The project is the latest of Zuckerberg's personal challenges, which are basically New Year's resolutions that he takes more seriously than anyone you know. Previous ones include only eating animals he's personally killed, reading a new book every two weeks and learning Mandarin.

He said one of the biggest takeaways from the Jarvis project was figuring out the promise and limits of AI.

"In a way, AI is both closer and farther off than we imagine," Zuckerberg said in a blog post. "AI is closer to being able to do more powerful things than most people expect -- driving cars, curing diseases, discovering planets, understanding media. Those will each have a great impact on the world, but we're still figuring out what real intelligence is."

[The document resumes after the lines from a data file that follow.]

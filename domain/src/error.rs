use thiserror::Error;

#[derive(Error, Debug)]
pub enum DomainError {
    #[error("Invalid stored secret: {0}")]
    InvalidSecretFormat(String),
}

pub type DomainResult<T> = Result<T, DomainError>;
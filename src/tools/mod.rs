//! Tool system for a run.
//!
//! A [`ToolRegistry`] is built once per run from two immutable inputs: the
//! pool's ready tools (filtered to what the agent declares) and the
//! delegation tools synthesized for the agent's children. It is never
//! mutated afterwards.

use std::collections::BTreeMap;
use std::sync::Arc;

use async_trait::async_trait;
use serde_json::Value;
use tokio_util::sync::CancellationToken;

use crate::agents::hierarchy::{DelegationChain, DelegationLauncher, HierarchyResolver};
use crate::catalog::{AgentDefinition, EnvironmentId};
use crate::error::{OrchestrationError, Result};
use crate::llm::{FunctionDefinition, ToolDefinition};
use crate::mcp::{ConnectionPool, McpToolDescriptor};
use crate::run::RunId;

/// Per-call context handed to a tool.
#[derive(Debug, Clone)]
pub struct ToolContext {
    pub run_id: RunId,
    pub environment: EnvironmentId,
    /// Cancelled when the calling run is cancelled or times out.
    pub cancel: CancellationToken,
}

/// Trait for implementing tools.
#[async_trait]
pub trait Tool: Send + Sync {
    /// The unique name of this tool.
    fn name(&self) -> &str;

    /// A description of what this tool does.
    fn description(&self) -> &str;

    /// JSON schema for the tool's parameters.
    fn parameters_schema(&self) -> Value;

    async fn execute(&self, args: Value, ctx: &ToolContext) -> Result<String>;
}

/// A tool served by a pooled tool server connection.
pub struct PooledTool {
    pool: ConnectionPool,
    environment: EnvironmentId,
    descriptor: McpToolDescriptor,
}

impl PooledTool {
    pub fn new(
        pool: ConnectionPool,
        environment: EnvironmentId,
        descriptor: McpToolDescriptor,
    ) -> Self {
        Self {
            pool,
            environment,
            descriptor,
        }
    }
}

#[async_trait]
impl Tool for PooledTool {
    fn name(&self) -> &str {
        &self.descriptor.name
    }

    fn description(&self) -> &str {
        &self.descriptor.description
    }

    fn parameters_schema(&self) -> Value {
        if self.descriptor.input_schema.is_null() {
            serde_json::json!({"type": "object", "properties": {}})
        } else {
            self.descriptor.input_schema.clone()
        }
    }

    async fn execute(&self, args: Value, _ctx: &ToolContext) -> Result<String> {
        self.pool
            .call(&self.environment, &self.descriptor.name, args)
            .await
    }
}

/// Flat, immutable tool namespace for one run.
pub struct ToolRegistry {
    tools: BTreeMap<String, Arc<dyn Tool>>,
    warnings: Vec<String>,
}

impl std::fmt::Debug for ToolRegistry {
    fn fmt(&self, f: &mut std::fmt::Formatter<'_>) -> std::fmt::Result {
        f.debug_struct("ToolRegistry")
            .field("tools", &self.tools.keys().collect::<Vec<_>>())
            .field("warnings", &self.warnings)
            .finish()
    }
}

impl ToolRegistry {
    /// Assemble the registry for `agent`.
    ///
    /// Delegation structure errors (cycle, depth, collisions, unknown
    /// children) are fatal. Declared tools that no ready server exposes only
    /// produce warnings.
    pub async fn build(
        agent: &AgentDefinition,
        chain: &DelegationChain,
        pool: &ConnectionPool,
        resolver: &HierarchyResolver,
        launcher: Arc<dyn DelegationLauncher>,
    ) -> Result<Self> {
        let delegation = resolver.resolve(agent, chain, launcher)?;

        let available: BTreeMap<String, McpToolDescriptor> = pool
            .tools(&agent.environment)
            .await
            .into_iter()
            .map(|t| (t.descriptor.name.clone(), t.descriptor))
            .collect();

        let mut tools: Vec<Arc<dyn Tool>> = Vec::new();
        let mut warnings = Vec::new();
        let mut declared = std::collections::HashSet::new();
        for name in &agent.tools {
            if !declared.insert(name.as_str()) {
                continue;
            }
            match available.get(name) {
                Some(descriptor) => tools.push(Arc::new(PooledTool::new(
                    pool.clone(),
                    agent.environment.clone(),
                    descriptor.clone(),
                ))),
                None => warnings.push(format!(
                    "tool '{}' is not available in environment '{}'",
                    name, agent.environment
                )),
            }
        }
        tools.extend(delegation);

        let mut registry = Self::from_tools(tools)?;
        registry.warnings = warnings;
        tracing::debug!(
            agent = %agent.id,
            tools = registry.tools.len(),
            warnings = registry.warnings.len(),
            "Built tool registry"
        );
        Ok(registry)
    }

    /// Registry over an explicit tool list; duplicate names are an error.
    pub fn from_tools(tools: Vec<Arc<dyn Tool>>) -> Result<Self> {
        let mut map = BTreeMap::new();
        for tool in tools {
            let name = tool.name().to_string();
            if map.insert(name.clone(), tool).is_some() {
                return Err(OrchestrationError::ConfigurationError(format!(
                    "duplicate tool name '{}'",
                    name
                )));
            }
        }
        Ok(Self {
            tools: map,
            warnings: Vec::new(),
        })
    }

    pub fn warnings(&self) -> &[String] {
        &self.warnings
    }

    pub fn names(&self) -> Vec<&str> {
        self.tools.keys().map(String::as_str).collect()
    }

    /// Get tool schemas in LLM-compatible format, sorted by name.
    pub fn definitions(&self) -> Vec<ToolDefinition> {
        self.tools
            .values()
            .map(|t| ToolDefinition {
                tool_type: "function".to_string(),
                function: FunctionDefinition {
                    name: t.name().to_string(),
                    description: t.description().to_string(),
                    parameters: t.parameters_schema(),
                },
            })
            .collect()
    }

    /// Execute a tool by name.
    pub async fn execute(&self, name: &str, args: Value, ctx: &ToolContext) -> Result<String> {
        let tool = self
            .tools
            .get(name)
            .ok_or_else(|| OrchestrationError::ToolNotFound(name.to_string()))?;
        tool.execute(args, ctx).await
    }
}

#[cfg(test)]
mod tests {
    use super::*;
    use crate::catalog::{Catalog, StaticCatalog};
    use crate::config::PoolConfig;
    use crate::mcp::ToolServerConfig;
    use crate::testing::{FakeConnector, RejectingLauncher};

    fn ctx() -> ToolContext {
        ToolContext {
            run_id: RunId::new(),
            environment: "default".into(),
            cancel: CancellationToken::new(),
        }
    }

    #[tokio::test]
    async fn test_build_filters_to_declared_and_warns_on_missing() {
        let connector = Arc::new(
            FakeConnector::new()
                .with_server("files", &["read_file", "write_file"])
                .with_unreachable("web"),
        );
        let pool = ConnectionPool::new(connector, PoolConfig::default());
        pool.connect(
            &"default".into(),
            vec![
                ToolServerConfig::http("files", "http://files"),
                ToolServerConfig::http("web", "http://web"),
            ],
        )
        .await;

        let agent = crate::catalog::AgentDefinition::new("default", "writer", "Write.")
            .with_tools(["read_file", "fetch_url"]);
        let catalog: Arc<dyn Catalog> = Arc::new(StaticCatalog::new().with_agent(agent.clone()));
        let resolver = HierarchyResolver::new(catalog, 10);

        let registry = ToolRegistry::build(
            &agent,
            &DelegationChain::root(&agent.id),
            &pool,
            &resolver,
            Arc::new(RejectingLauncher),
        )
        .await
        .expect("Failed to build registry");

        assert_eq!(registry.names(), vec!["read_file"]);
        assert_eq!(registry.warnings().len(), 1);
        assert!(registry.warnings()[0].contains("fetch_url"));

        let output = registry
            .execute("read_file", serde_json::json!({"path": "a"}), &ctx())
            .await
            .expect("Failed to execute");
        assert!(output.contains("read_file"));

        let missing = registry
            .execute("write_file", serde_json::json!({}), &ctx())
            .await;
        assert!(matches!(missing, Err(OrchestrationError::ToolNotFound(_))));
    }
}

Zuckerberg isn't alone in his fascination with AI. A lot of what his Jarvis system can do is similar to what the Amazon Echo and Google Home can do. Facebook, meanwhile, has made big investments in AI outside of Zuck's personal project. The company has two distinct AI groups: Facebook AI Research, or FAIR, which has roughly 75 employees and tries to act as a liaison to the academic community; and Applied Machine Learning, which tries to infuse AI into Facebook's products.

Zuckerberg has said in the past that a quarter of Facebook's engineers are working with AI.

For now, the Jarvis stuff seems more like a personal science fair project than anything Facebook would release as a company. But Zuckerberg did hint a few things he could pursue. For example, when it came to talking to Jarvis, he noticed that he and his wife Priscilla often made open-ended requests -- "play me some music," versus "play some Adele." He suggested building a system with enough context to understand those requests could fill a hole in the market.

"No commercial products I know of do this today, and this seems like a big opportunity," he wrote.